Copy out the lines of the records below, and only those lines, from the one with "open connection failed." through the one with "pub enum ConfigError", exactly as they appear.

((

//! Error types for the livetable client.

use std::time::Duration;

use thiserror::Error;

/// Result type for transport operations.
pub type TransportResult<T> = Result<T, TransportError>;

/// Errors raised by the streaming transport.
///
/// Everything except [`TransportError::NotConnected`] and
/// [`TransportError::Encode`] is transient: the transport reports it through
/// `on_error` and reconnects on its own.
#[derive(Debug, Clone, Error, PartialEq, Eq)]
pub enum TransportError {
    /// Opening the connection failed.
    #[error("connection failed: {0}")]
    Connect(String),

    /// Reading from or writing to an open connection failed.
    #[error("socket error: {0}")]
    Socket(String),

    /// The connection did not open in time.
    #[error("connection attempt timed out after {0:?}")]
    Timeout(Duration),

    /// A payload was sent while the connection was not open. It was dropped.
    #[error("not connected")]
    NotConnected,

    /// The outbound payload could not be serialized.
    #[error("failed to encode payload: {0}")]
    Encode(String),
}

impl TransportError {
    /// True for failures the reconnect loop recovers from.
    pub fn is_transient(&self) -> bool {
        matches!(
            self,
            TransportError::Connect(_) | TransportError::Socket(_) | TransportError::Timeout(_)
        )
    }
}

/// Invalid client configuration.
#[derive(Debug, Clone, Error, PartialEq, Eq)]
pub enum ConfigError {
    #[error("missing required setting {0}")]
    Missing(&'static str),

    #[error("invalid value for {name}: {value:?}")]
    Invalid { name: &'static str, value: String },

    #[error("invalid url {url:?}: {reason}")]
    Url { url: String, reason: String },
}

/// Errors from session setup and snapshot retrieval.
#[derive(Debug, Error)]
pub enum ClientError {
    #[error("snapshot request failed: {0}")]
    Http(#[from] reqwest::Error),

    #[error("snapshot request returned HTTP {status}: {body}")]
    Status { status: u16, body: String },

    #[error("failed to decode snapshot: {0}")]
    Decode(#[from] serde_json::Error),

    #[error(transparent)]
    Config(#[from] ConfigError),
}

))
((

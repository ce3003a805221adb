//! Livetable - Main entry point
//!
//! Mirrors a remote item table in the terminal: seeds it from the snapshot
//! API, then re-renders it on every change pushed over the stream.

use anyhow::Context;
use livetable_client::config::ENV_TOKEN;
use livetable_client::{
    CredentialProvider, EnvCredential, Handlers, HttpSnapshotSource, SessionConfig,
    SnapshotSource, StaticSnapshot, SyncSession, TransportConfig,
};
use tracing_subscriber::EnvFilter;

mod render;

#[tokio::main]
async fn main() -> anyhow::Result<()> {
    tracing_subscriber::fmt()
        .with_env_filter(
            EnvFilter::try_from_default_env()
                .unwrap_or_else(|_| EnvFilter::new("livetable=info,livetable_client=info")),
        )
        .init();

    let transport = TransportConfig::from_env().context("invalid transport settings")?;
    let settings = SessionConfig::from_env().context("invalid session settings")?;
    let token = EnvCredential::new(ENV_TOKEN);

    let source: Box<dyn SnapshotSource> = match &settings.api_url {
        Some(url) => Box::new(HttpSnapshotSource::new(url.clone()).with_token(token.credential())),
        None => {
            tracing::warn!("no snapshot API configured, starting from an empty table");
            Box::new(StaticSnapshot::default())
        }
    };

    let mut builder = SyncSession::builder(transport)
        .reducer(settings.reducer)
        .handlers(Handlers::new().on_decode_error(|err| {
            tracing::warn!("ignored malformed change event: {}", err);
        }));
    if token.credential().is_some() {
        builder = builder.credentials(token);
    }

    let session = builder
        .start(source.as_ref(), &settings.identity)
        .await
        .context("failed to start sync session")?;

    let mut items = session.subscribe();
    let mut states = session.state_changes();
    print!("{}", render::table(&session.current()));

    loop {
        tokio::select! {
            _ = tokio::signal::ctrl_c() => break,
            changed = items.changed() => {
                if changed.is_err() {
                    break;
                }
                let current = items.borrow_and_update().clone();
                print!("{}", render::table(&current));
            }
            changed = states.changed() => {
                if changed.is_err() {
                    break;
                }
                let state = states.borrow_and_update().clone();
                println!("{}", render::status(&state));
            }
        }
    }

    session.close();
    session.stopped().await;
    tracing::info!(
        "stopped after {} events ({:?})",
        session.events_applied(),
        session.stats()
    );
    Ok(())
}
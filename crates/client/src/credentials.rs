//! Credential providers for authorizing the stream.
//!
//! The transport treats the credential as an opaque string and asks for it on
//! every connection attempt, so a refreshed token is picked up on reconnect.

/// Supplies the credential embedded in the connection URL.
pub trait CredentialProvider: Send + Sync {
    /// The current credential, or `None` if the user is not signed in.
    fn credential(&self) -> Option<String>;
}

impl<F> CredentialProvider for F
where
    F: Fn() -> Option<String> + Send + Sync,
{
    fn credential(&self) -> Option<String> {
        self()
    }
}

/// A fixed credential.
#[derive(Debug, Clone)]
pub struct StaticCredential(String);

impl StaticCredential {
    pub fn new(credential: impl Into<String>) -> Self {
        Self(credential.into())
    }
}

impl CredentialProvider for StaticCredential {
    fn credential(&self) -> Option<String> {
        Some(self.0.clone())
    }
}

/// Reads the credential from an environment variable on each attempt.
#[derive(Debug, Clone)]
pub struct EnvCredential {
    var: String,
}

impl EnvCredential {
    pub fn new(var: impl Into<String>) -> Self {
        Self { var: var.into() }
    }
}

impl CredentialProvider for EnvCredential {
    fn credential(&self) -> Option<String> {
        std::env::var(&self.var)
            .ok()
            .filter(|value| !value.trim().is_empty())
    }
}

))

▶ _Solution to the exercise_:
    /// Reading from or writing to an open connection failed.
    #[error("socket error: {0}")]
    Socket(String),

    /// The connection did not open in time.
    #[error("connection attempt timed out after {0:?}")]
    Timeout(Duration),

    /// A payload was sent while the connection was not open. It was dropped.
    #[error("not connected")]
    NotConnected,

    /// The outbound payload could not be serialized.
    #[error("failed to encode payload: {0}")]
    Encode(String),
}

impl TransportError {
    /// True for failures the reconnect loop recovers from.
    pub fn is_transient(&self) -> bool {
        matches!(
            self,
            TransportError::Connect(_) | TransportError::Socket(_) | TransportError::Timeout(_)
        )
    }
}

/// Invalid client configuration.
#[derive(Debug, Clone, Error, PartialEq, Eq)]
pub enum ConfigError {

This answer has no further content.